Regardless of my attempts to normalize New Year’s Eve and make it just like any other day, I still find myself reflecting on 2016, trying to figure out if it was a good year.
Despite Jonathan Larson’s wise words of how to really measure a year, we tend to measure our years in rather tangible ways. Marriage. Children. Home ownership. Promotions. Brushes with fame. Deaths. And if none of these more tangible markers of growth, loss, and happiness occur, we think to ourselves, “Heck, nothing really happened this year.”
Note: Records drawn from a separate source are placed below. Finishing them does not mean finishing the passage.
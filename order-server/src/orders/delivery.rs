//! Delayed delivery
//!
//! Confirming an order queues a one-shot delivery task. The task is persisted
//! in redb (`pending_deliveries`) by the same transaction as the `confirmed`
//! transition, then handed to the [`DeliveryWorker`] which sleeps until it is
//! due and calls [`OrdersManager::complete_delivery`]. Tasks that were pending
//! when the process stopped are reloaded on startup, so a callback may run
//! more than once; `complete_delivery` re-checks the current state every time.
//!
//! There is no cancel primitive: cancelling an order during the delay window
//! makes the task a no-op when it fires.

use super::manager::{DeliveryOutcome, OrdersManager};
use super::storage::{OrderStorage, PendingDelivery};
use shared::util::now_millis;
use std::sync::Arc;
use std::time::Duration;
use tokio::sync::mpsc;
use tokio_util::sync::CancellationToken;

/// First retry delay for a failed delivery; doubles on each further failure
const DEFAULT_RETRY_BACKOFF: Duration = Duration::from_secs(1);

/// Failed attempts before a task is left for the next startup
const MAX_DELIVERY_ATTEMPTS: u32 = 5;

/// Hands committed delivery tasks to whatever runs them
pub trait DeliveryScheduler: Send + Sync {
    /// Run `complete_delivery(entry.order_id)` once `entry.due_at` has passed
    ///
    /// `entry` is already durable, so this never fails: a task that cannot be
    /// handed over now is recovered on the next startup.
    fn schedule(&self, entry: PendingDelivery);
}

/// In-process channel feeding a [`DeliveryWorker`]
#[derive(Debug, Clone)]
pub struct DeliveryQueue {
    tx: mpsc::UnboundedSender<PendingDelivery>,
}

impl DeliveryQueue {
    /// Create the queue and the receiving end for [`DeliveryWorker::run`]
    pub fn channel() -> (Self, mpsc::UnboundedReceiver<PendingDelivery>) {
        let (tx, rx) = mpsc::unbounded_channel();
        (Self { tx }, rx)
    }
}

impl DeliveryScheduler for DeliveryQueue {
    fn schedule(&self, entry: PendingDelivery) {
        let order_id = entry.order_id;
        tracing::info!(
            order_id,
            delivery_id = entry.delivery_id,
            delay_ms = entry.due_at - entry.enqueued_at,
            "Delivery scheduled"
        );
        if self.tx.send(entry).is_err() {
            tracing::warn!(order_id, "Delivery worker not running, task deferred to restart");
        }
    }
}

/// Background worker executing delivery tasks when they fall due
pub struct DeliveryWorker {
    storage: OrderStorage,
    manager: Arc<OrdersManager>,
    retry_backoff: Duration,
}

impl DeliveryWorker {
    pub fn new(storage: OrderStorage, manager: Arc<OrdersManager>) -> Self {
        Self {
            storage,
            manager,
            retry_backoff: DEFAULT_RETRY_BACKOFF,
        }
    }

    /// Override the first retry delay after a failed delivery
    pub fn with_retry_backoff(mut self, backoff: Duration) -> Self {
        self.retry_backoff = backoff;
        self
    }

    /// Reload pending tasks, then serve new ones until shutdown
    pub async fn run(
        self,
        mut rx: mpsc::UnboundedReceiver<PendingDelivery>,
        shutdown: CancellationToken,
    ) {
        let worker = Arc::new(self);

        match worker.storage.get_pending_deliveries() {
            Ok(entries) if entries.is_empty() => {}
            Ok(entries) => {
                tracing::info!(count = entries.len(), "Recovering pending deliveries");
                for entry in entries {
                    worker.spawn_delivery(entry, shutdown.clone());
                }
            }
            Err(e) => tracing::error!(error = %e, "Failed to load pending deliveries"),
        }

        tracing::info!("DeliveryWorker started");

        loop {
            tokio::select! {
                entry = rx.recv() => {
                    match entry {
                        Some(entry) => worker.spawn_delivery(entry, shutdown.clone()),
                        None => {
                            tracing::info!("Delivery channel closed, shutting down DeliveryWorker");
                            break;
                        }
                    }
                }
                _ = shutdown.cancelled() => {
                    tracing::info!("DeliveryWorker received shutdown signal");
                    break;
                }
            }
        }
    }

    fn spawn_delivery(self: &Arc<Self>, entry: PendingDelivery, shutdown: CancellationToken) {
        let worker = self.clone();
        tokio::spawn(async move {
            let mut wait = Duration::from_millis((entry.due_at - now_millis()).max(0) as u64);
            let mut backoff = worker.retry_backoff;

            for attempt in 1..=MAX_DELIVERY_ATTEMPTS {
                tokio::select! {
                    _ = tokio::time::sleep(wait) => {}
                    // Entry stays persisted and is recovered on next startup
                    _ = shutdown.cancelled() => return,
                }
                if worker.deliver(&entry) {
                    return;
                }
                tracing::warn!(
                    order_id = entry.order_id,
                    attempt,
                    retry_in_ms = backoff.as_millis() as u64,
                    "Delivery will be retried"
                );
                wait = backoff;
                backoff *= 2;
            }

            tracing::error!(
                order_id = entry.order_id,
                delivery_id = entry.delivery_id,
                "Delivery still failing after {} attempts, left for next startup",
                MAX_DELIVERY_ATTEMPTS
            );
        });
    }

    /// Run the callback once; false if it failed and should be retried
    fn deliver(&self, entry: &PendingDelivery) -> bool {
        match self.manager.complete_delivery(entry.order_id) {
            Ok(DeliveryOutcome::Delivered(_)) | Ok(DeliveryOutcome::Skipped { .. }) => {
                if let Err(e) = self.storage.remove_pending_delivery(entry.delivery_id) {
                    tracing::error!(
                        delivery_id = entry.delivery_id,
                        error = %e,
                        "Failed to remove completed delivery task"
                    );
                }
                true
            }
            Err(e) => {
                tracing::error!(order_id = entry.order_id, error = %e, "Delivery failed");
                false
            }
        }
    }
}
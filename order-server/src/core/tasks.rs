//! 后台任务管理
//!
//! 统一管理所有后台任务的注册、启动和关闭。
//!
//! # 任务类型
//!
//! - [`TaskKind::Worker`] - 长期后台工作者 (送达调度、支付投递)
//! - [`TaskKind::Listener`] - 事件监听器 (状态变更订阅)

use futures::FutureExt;
use std::fmt;
use std::panic::AssertUnwindSafe;
use tokio::task::JoinHandle;
use tokio_util::sync::CancellationToken;

/// 任务类型
#[derive(Debug, Clone, Copy, PartialEq, Eq)]
pub enum TaskKind {
    /// 长期后台工作者
    Worker,
    /// 事件监听器
    Listener,
}

impl fmt::Display for TaskKind {
    fn fmt(&self, f: &mut fmt::Formatter<'_>) -> fmt::Result {
        match self {
            TaskKind::Worker => write!(f, "Worker"),
            TaskKind::Listener => write!(f, "Listener"),
        }
    }
}

/// 已注册的后台任务
struct RegisteredTask {
    name: &'static str,
    kind: TaskKind,
    handle: JoinHandle<()>,
}

/// 后台任务管理器
///
/// ```ignore
/// let mut tasks = BackgroundTasks::new();
/// let token = tasks.shutdown_token();
/// tasks.spawn("delivery_worker", TaskKind::Worker, worker.run(rx, token));
///
/// // Graceful shutdown
/// tasks.shutdown().await;
/// ```
pub struct BackgroundTasks {
    tasks: Vec<RegisteredTask>,
    /// 全局取消令牌
    shutdown: CancellationToken,
}

impl BackgroundTasks {
    pub fn new() -> Self {
        Self {
            tasks: Vec::new(),
            shutdown: CancellationToken::new(),
        }
    }

    /// 获取取消令牌（用于任务内部监听 shutdown 信号）
    pub fn shutdown_token(&self) -> CancellationToken {
        self.shutdown.clone()
    }

    /// 注册并启动一个后台任务
    ///
    /// 任务会被包装以捕获 panic，如果任务异常退出会记录错误日志。
    pub fn spawn<F>(&mut self, name: &'static str, kind: TaskKind, future: F)
    where
        F: std::future::Future<Output = ()> + Send + 'static,
    {
        let shutdown = self.shutdown.clone();
        let wrapped_future = async move {
            let result: Result<(), Box<dyn std::any::Any + Send>> =
                AssertUnwindSafe(future).catch_unwind().await;
            match result {
                Ok(()) if shutdown.is_cancelled() => {
                    tracing::debug!(task = %name, kind = %kind, "Background task stopped");
                }
                Ok(()) => {
                    tracing::warn!(task = %name, kind = %kind, "Background task completed unexpectedly");
                }
                Err(panic_info) => {
                    let panic_msg: String = if let Some(s) = panic_info.downcast_ref::<&str>() {
                        (*s).to_string()
                    } else if let Some(s) = panic_info.downcast_ref::<String>() {
                        s.clone()
                    } else {
                        "Unknown panic".to_string()
                    };
                    tracing::error!(
                        task = %name,
                        kind = %kind,
                        panic = %panic_msg,
                        "Background task panicked! This is a bug that should be reported."
                    );
                }
            }
        };

        let handle = tokio::spawn(wrapped_future);
        tracing::debug!(task = %name, kind = %kind, "Registered background task");
        self.tasks.push(RegisteredTask { name, kind, handle });
    }

    /// 打印任务摘要
    pub fn log_summary(&self) {
        let workers = self
            .tasks
            .iter()
            .filter(|t| t.kind == TaskKind::Worker)
            .count();
        tracing::info!(
            "Background tasks registered: {} total (Worker: {}, Listener: {})",
            self.tasks.len(),
            workers,
            self.tasks.len() - workers
        );
    }

    /// Graceful shutdown - 取消所有任务并等待完成
    pub async fn shutdown(self) {
        tracing::info!("Shutting down {} background tasks...", self.tasks.len());

        self.shutdown.cancel();

        for task in self.tasks {
            match task.handle.await {
                Ok(()) => {
                    tracing::debug!(task = %task.name, "Task completed");
                }
                Err(e) if e.is_cancelled() => {
                    tracing::debug!(task = %task.name, "Task cancelled");
                }
                Err(e) => {
                    tracing::error!(task = %task.name, error = ?e, "Task panicked");
                }
            }
        }

        tracing::info!("All background tasks stopped");
    }
}

impl Default for BackgroundTasks {
    fn default() -> Self {
        Self::new()
    }
}
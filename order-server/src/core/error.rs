use crate::clients::ClientError;
use crate::orders::StorageError;
use thiserror::Error;

/// 服务器启动/运行错误
#[derive(Error, Debug)]
pub enum ServerError {
    #[error("存储初始化失败: {0}")]
    Storage(#[from] StorageError),

    #[error("外部服务客户端初始化失败: {0}")]
    Client(#[from] ClientError),

    #[error("IO 错误: {0}")]
    Io(#[from] std::io::Error),
}

pub type Result<T> = std::result::Result<T, ServerError>;
//! Common types for the shared crate

/// Timestamp type (Unix milliseconds)
pub type Timestamp = i64;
I caught myself thinking that last night as I drove out to pick up a friend for a party. I took my favorite back-country road, just as the sun was setting. The sky was beautiful–pink and orange swirled clouds blended perfectly into a sky-blue backdrop. I listened to the “La La Land” soundtrack as I drove, and the words to “Someone in the Crowd” made me think about last year and the expectations I had for 2016.
I’m pretty much in the same place. Same career, same apartment, same friends, same family. On the surface, it might look like nothing changed in 2016. As the road curved and the sunset shifted from in front of me, I realized I was smiling, that I felt happy. By most metrics, I shouldn’t have felt such a surge of happiness, reflecting on 2016. But I did.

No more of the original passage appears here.